Extended Data Table 3.
Displacement of specific [3H]-INCB-3344 (5 nM) and [3H]-CCR2-RA (3 nM) binding from CCR2 constructs transiently expressed on CHO cells.
| [3H]-INCB-3344 displacement by INCB-3344 | [3H]-INCB-3344 displacement by BMS-681 | [3H]-CCR2-RA displacement by CCR2-RA-[R] | [3H]-CCR2-RA enhancement by BMS-681 | |
|---|---|---|---|---|
| Construct | pIC50 ± S.E.M (IC50, nM) | %Binding | ||
| WT CCR2 | 7.8 ± 0.0 (17) | 8.1 ± 0.0 (8) | 7.9 ± 0.0 (13) | 134 ± 3%a ** |
| CCR2-T4L | 8.1 ± 0.1* (8) | 8.6 ± 0.1** (3) | 8.2 ± 0.0** (6) | 157 ± 13%a **** |
Values represent mean ± S.E.M of at three independent experiments performed in duplicate.
Percentage of [3H]-CCR2-RA (3 nM) binding in presence of BMS-681 (1 μM).

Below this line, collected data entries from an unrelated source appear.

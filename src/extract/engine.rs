//! Corpus drivers for the extraction baselines
//!
//! Fans the per-sample oracle and lead-k functions out over a corpus. With
//! more than one worker the samples go through the ordered pool; results
//! come back in corpus order either way. An optional disk sink streams one
//! JSON line per sample instead of accumulating results in memory.

use std::fs::File;
use std::io::{BufWriter, Write};
use std::path::PathBuf;
use std::sync::Arc;
use std::time::Duration;

use indicatif::{ProgressBar, ProgressStyle};
use tracing::{info, warn};

use super::oracle::{ext_oracle_single, lead_k_single, OracleParams, OracleResult};
use super::pool::{ordered_map, PoolConfig, WorkerFn};
use crate::utils::{word_count, ContractError, Result};

/// Similarity between a candidate summary and a reference
pub type SimFn = Arc<dyn Fn(&str, &str) -> f64 + Send + Sync>;

/// Token counter used for the oracle's length budget
pub type TokenCountFn = Arc<dyn Fn(&str) -> usize + Send + Sync>;

/// Driver configuration shared by both baselines
#[derive(Clone)]
pub struct ExtractOptions {
    pub num_workers: usize,
    /// Samples handed to a worker per dispatch
    pub chunk_size: usize,
    /// Stream results to this file as JSON lines instead of keeping them
    pub out_path: Option<PathBuf>,
    /// Maximum wait for the next completed chunk in pooled runs
    pub timeout: Option<Duration>,
    pub progress: bool,
    /// Overrides whitespace word counting for the length budget
    pub tokenizer: Option<TokenCountFn>,
}

impl Default for ExtractOptions {
    fn default() -> Self {
        Self {
            num_workers: 4,
            chunk_size: 64,
            out_path: None,
            timeout: None,
            progress: false,
            tokenizer: None,
        }
    }
}

/// Corpus-level oracle output. Per-sample vectors are empty when results
/// were streamed to disk.
#[derive(Debug, Clone, Default)]
pub struct ExtractOutput {
    pub oracles: Vec<String>,
    pub labels: Vec<Vec<u8>>,
    pub scores: Vec<f64>,
    pub average: f64,
}

/// Corpus-level lead-k output
#[derive(Debug, Clone, Default)]
pub struct LeadOutput {
    pub summaries: Vec<String>,
    pub scores: Vec<f64>,
    pub average: f64,
}

fn progress_bar(len: u64) -> ProgressBar {
    let bar = ProgressBar::new(len);
    bar.set_style(
        ProgressStyle::with_template(
            "{spinner:.green} [{elapsed_precise}] [{bar:40.cyan/blue}] {pos}/{len} ({msg})",
        )
        .unwrap_or_else(|_| ProgressStyle::default_bar())
        .progress_chars("#>-"),
    );
    bar
}

fn align<S, R>(mut src: Vec<S>, mut refs: Vec<R>) -> (Vec<S>, Vec<R>) {
    if src.len() != refs.len() {
        let err = ContractError::LengthMismatch {
            src: src.len(),
            refs: refs.len(),
        };
        warn!("{err}");
        let n = src.len().min(refs.len());
        src.truncate(n);
        refs.truncate(n);
    }
    (src, refs)
}

fn open_sink(opts: &ExtractOptions) -> Result<Option<BufWriter<File>>> {
    match &opts.out_path {
        Some(path) => Ok(Some(BufWriter::new(File::create(path)?))),
        None => Ok(None),
    }
}

/// Run the greedy extractive oracle over a corpus.
///
/// `src` holds one sentence list per sample, `refs` the matching reference
/// summaries. Length mismatches are logged and truncated to the shorter
/// side. Returns per-sample results and the corpus average score; with
/// `out_path` set the per-sample vectors stay empty and results go to disk.
pub fn ext_oracle(
    src: Vec<Vec<String>>,
    refs: Vec<String>,
    sim: SimFn,
    params: OracleParams,
    opts: &ExtractOptions,
) -> Result<ExtractOutput> {
    let (src, refs) = align(src, refs);
    let total = src.len();
    let tokens: TokenCountFn = opts
        .tokenizer
        .clone()
        .unwrap_or_else(|| Arc::new(word_count));
    let mut sink = open_sink(opts)?;
    let bar = opts.progress.then(|| progress_bar(total as u64));

    let mut output = ExtractOutput::default();
    let mut score_sum = 0.0;
    let mut consume = |result: OracleResult, output: &mut ExtractOutput| -> Result<()> {
        score_sum += result.score;
        if let Some(w) = sink.as_mut() {
            let line = serde_json::json!({
                "label": result.labels,
                "oracle": result.oracle,
                "score": result.score,
            });
            writeln!(w, "{line}")?;
        } else {
            output.oracles.push(result.oracle);
            output.labels.push(result.labels);
            output.scores.push(result.score);
        }
        if let Some(bar) = &bar {
            bar.inc(1);
        }
        Ok(())
    };

    if opts.num_workers <= 1 {
        for (sentences, reference) in src.into_iter().zip(refs) {
            let result = ext_oracle_single(
                &sentences,
                &reference,
                |a, b| sim(a, b),
                |t| tokens(t),
                params,
            );
            consume(result, &mut output)?;
        }
    } else {
        let worker_sim = Arc::clone(&sim);
        let worker_tokens = Arc::clone(&tokens);
        let worker: WorkerFn<(Vec<String>, String), OracleResult> =
            Arc::new(move |(sentences, reference)| {
                Ok(ext_oracle_single(
                    &sentences,
                    &reference,
                    |a, b| worker_sim(a, b),
                    |t| worker_tokens(t),
                    params,
                ))
            });
        let tasks: Vec<(Vec<String>, String)> = src.into_iter().zip(refs).collect();
        let config = PoolConfig {
            num_workers: opts.num_workers,
            chunk_size: opts.chunk_size,
            timeout: opts.timeout,
        };
        for chunk in ordered_map(tasks, worker, &config) {
            for result in chunk? {
                consume(result, &mut output)?;
            }
        }
    }

    if let Some(mut w) = sink {
        w.flush()?;
    }
    if let Some(bar) = bar {
        bar.finish_and_clear();
    }
    output.average = if total == 0 {
        0.0
    } else {
        score_sum / total as f64
    };
    info!("extractive oracle score: {:.7}", output.average);
    Ok(output)
}

/// Run the lead-k baseline over a corpus.
///
/// Same contract as [`ext_oracle`]: mismatched lengths truncate with a
/// warning, and `out_path` switches to streaming JSON lines.
pub fn lead_k(
    src: Vec<Vec<String>>,
    refs: Vec<String>,
    k: usize,
    sim: SimFn,
    opts: &ExtractOptions,
) -> Result<LeadOutput> {
    let (src, refs) = align(src, refs);
    let total = src.len();
    let mut sink = open_sink(opts)?;
    let bar = opts.progress.then(|| progress_bar(total as u64));

    let mut output = LeadOutput::default();
    let mut score_sum = 0.0;
    let mut consume = |summary: String, score: f64, output: &mut LeadOutput| -> Result<()> {
        score_sum += score;
        if let Some(w) = sink.as_mut() {
            let line = serde_json::json!({ "k-lead": summary, "score": score });
            writeln!(w, "{line}")?;
        } else {
            output.summaries.push(summary);
            output.scores.push(score);
        }
        if let Some(bar) = &bar {
            bar.inc(1);
        }
        Ok(())
    };

    if opts.num_workers <= 1 {
        for (sentences, reference) in src.into_iter().zip(refs) {
            let (summary, score) = lead_k_single(&sentences, &reference, k, |a, b| sim(a, b));
            consume(summary, score, &mut output)?;
        }
    } else {
        let worker_sim = Arc::clone(&sim);
        let worker: WorkerFn<(Vec<String>, String), (String, f64)> =
            Arc::new(move |(sentences, reference)| {
                Ok(lead_k_single(&sentences, &reference, k, |a, b| {
                    worker_sim(a, b)
                }))
            });
        let tasks: Vec<(Vec<String>, String)> = src.into_iter().zip(refs).collect();
        let config = PoolConfig {
            num_workers: opts.num_workers,
            chunk_size: opts.chunk_size,
            timeout: opts.timeout,
        };
        for chunk in ordered_map(tasks, worker, &config) {
            for (summary, score) in chunk? {
                consume(summary, score, &mut output)?;
            }
        }
    }

    if let Some(mut w) = sink {
        w.flush()?;
    }
    if let Some(bar) = bar {
        bar.finish_and_clear();
    }
    output.average = if total == 0 {
        0.0
    } else {
        score_sum / total as f64
    };
    info!("lead-{k} score: {:.7}", output.average);
    Ok(output)
}

#[cfg(test)]
mod tests {
    use super::*;
    use std::collections::HashSet;

    fn init_logs() {
        let _ = tracing_subscriber::fmt()
            .with_env_filter(tracing_subscriber::EnvFilter::from_default_env())
            .with_test_writer()
            .try_init();
    }

    fn token_overlap() -> SimFn {
        Arc::new(|cand: &str, reference: &str| {
            let ref_tokens: HashSet<&str> = reference.split_whitespace().collect();
            if ref_tokens.is_empty() {
                return 0.0;
            }
            let cand_tokens: HashSet<&str> = cand.split_whitespace().collect();
            ref_tokens.intersection(&cand_tokens).count() as f64 / ref_tokens.len() as f64
        })
    }

    fn sentences(items: &[&str]) -> Vec<String> {
        items.iter().map(|s| s.to_string()).collect()
    }

    fn small_corpus() -> (Vec<Vec<String>>, Vec<String>) {
        let src = vec![
            sentences(&["A cat sat.", "The dog barked.", "Birds fly high."]),
            sentences(&["Rain fell all day.", "The river rose."]),
            sentences(&["One.", "Two.", "Three.", "Four."]),
        ];
        let refs = vec![
            "A cat sat.".to_string(),
            "The river rose.".to_string(),
            "Two. Four.".to_string(),
        ];
        (src, refs)
    }

    fn sequential() -> ExtractOptions {
        ExtractOptions {
            num_workers: 1,
            ..ExtractOptions::default()
        }
    }

    #[test]
    fn test_oracle_picks_matching_sentence() {
        let src = vec![sentences(&["A cat sat.", "The dog barked.", "Birds fly high."])];
        let refs = vec!["A cat sat.".to_string()];
        let params = OracleParams {
            max_sent: 1,
            ..OracleParams::default()
        };

        let out = ext_oracle(src, refs, token_overlap(), params, &sequential()).unwrap();
        assert_eq!(out.oracles, ["A cat sat."]);
        assert_eq!(out.labels, [vec![1, 0, 0]]);
        assert!((out.average - 1.0).abs() < 1e-9);
    }

    #[test]
    fn test_pooled_matches_sequential() {
        let (src, refs) = small_corpus();
        let params = OracleParams::default();

        let seq = ext_oracle(src.clone(), refs.clone(), token_overlap(), params, &sequential())
            .unwrap();
        let pooled_opts = ExtractOptions {
            num_workers: 4,
            chunk_size: 2,
            ..ExtractOptions::default()
        };
        let pooled = ext_oracle(src, refs, token_overlap(), params, &pooled_opts).unwrap();

        assert_eq!(seq.oracles, pooled.oracles);
        assert_eq!(seq.labels, pooled.labels);
        assert_eq!(seq.scores, pooled.scores);
    }

    #[test]
    fn test_streaming_matches_in_memory() {
        let (src, refs) = small_corpus();
        let params = OracleParams::default();
        let in_memory =
            ext_oracle(src.clone(), refs.clone(), token_overlap(), params, &sequential()).unwrap();

        let dir = tempfile::tempdir().unwrap();
        let path = dir.path().join("oracle.jsonl");
        let streamed_opts = ExtractOptions {
            num_workers: 1,
            out_path: Some(path.clone()),
            ..ExtractOptions::default()
        };
        let streamed = ext_oracle(src, refs, token_overlap(), params, &streamed_opts).unwrap();

        assert!(streamed.oracles.is_empty());
        assert_eq!(streamed.average, in_memory.average);

        let text = std::fs::read_to_string(&path).unwrap();
        let lines: Vec<serde_json::Value> = text
            .lines()
            .map(|l| serde_json::from_str(l).unwrap())
            .collect();
        assert_eq!(lines.len(), in_memory.oracles.len());
        for (line, oracle) in lines.iter().zip(&in_memory.oracles) {
            assert_eq!(line["oracle"].as_str().unwrap(), oracle);
            assert!(line["score"].is_number());
            assert!(line["label"].is_array());
        }
    }

    #[test]
    fn test_length_mismatch_truncates() {
        init_logs();
        let src = vec![
            sentences(&["a"]),
            sentences(&["b"]),
            sentences(&["c"]),
        ];
        let refs = vec!["a".to_string(), "b".to_string()];

        let out = ext_oracle(
            src,
            refs,
            token_overlap(),
            OracleParams::default(),
            &sequential(),
        )
        .unwrap();
        assert_eq!(out.scores.len(), 2);
    }

    #[test]
    fn test_empty_corpus_average_is_zero() {
        let out = ext_oracle(
            Vec::new(),
            Vec::new(),
            token_overlap(),
            OracleParams::default(),
            &sequential(),
        )
        .unwrap();
        assert_eq!(out.average, 0.0);
        assert!(out.scores.is_empty());
    }

    #[test]
    fn test_lead_k_corpus() {
        let src = vec![
            sentences(&["s1", "s2", "s3"]),
            sentences(&["t1", "t2"]),
        ];
        let refs = vec!["s1 s2".to_string(), "t1".to_string()];

        let out = lead_k(src, refs, 2, token_overlap(), &sequential()).unwrap();
        assert_eq!(out.summaries, ["s1 s2", "t1 t2"]);
        assert!((out.scores[0] - 1.0).abs() < 1e-9);
        assert!((out.scores[1] - 1.0).abs() < 1e-9);
        assert!((out.average - 1.0).abs() < 1e-9);
    }

    #[test]
    fn test_lead_k_streams_to_disk() {
        let dir = tempfile::tempdir().unwrap();
        let path = dir.path().join("lead.jsonl");
        let opts = ExtractOptions {
            num_workers: 1,
            out_path: Some(path.clone()),
            ..ExtractOptions::default()
        };

        let src = vec![sentences(&["s1", "s2", "s3"])];
        let refs = vec!["s1 s2".to_string()];
        let out = lead_k(src, refs, 2, token_overlap(), &opts).unwrap();
        assert!(out.summaries.is_empty());

        let text = std::fs::read_to_string(&path).unwrap();
        let line: serde_json::Value = serde_json::from_str(text.trim()).unwrap();
        assert_eq!(line["k-lead"].as_str().unwrap(), "s1 s2");
        assert!((line["score"].as_f64().unwrap() - 1.0).abs() < 1e-9);
    }

    #[test]
    fn test_pooled_lead_k_matches_sequential() {
        let src: Vec<Vec<String>> = (0..9)
            .map(|i| sentences(&[&format!("w{i} x"), "y", "z"]))
            .collect();
        let refs: Vec<String> = (0..9).map(|i| format!("w{i} x y")).collect();

        let seq = lead_k(src.clone(), refs.clone(), 2, token_overlap(), &sequential()).unwrap();
        let pooled_opts = ExtractOptions {
            num_workers: 3,
            chunk_size: 2,
            ..ExtractOptions::default()
        };
        let pooled = lead_k(src, refs, 2, token_overlap(), &pooled_opts).unwrap();

        assert_eq!(seq.summaries, pooled.summaries);
        assert_eq!(seq.scores, pooled.scores);
    }
}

Values higher than 100% represent binding enhancement compared to the 100% control without BMS-681.
Differences in pIC50 values between constructs were analyzed using a Student’s t-test, with significant differences noted as follows: *p < 0.05, **p < 0.01.
Differences in %Binding in the absence (100%) and presence of BMS-681 were analyzed using a one-way ANOVA with Dunnett’s post-hoc test, with significant differences noted as follows: **p < 0.01, ****p < 0.0001.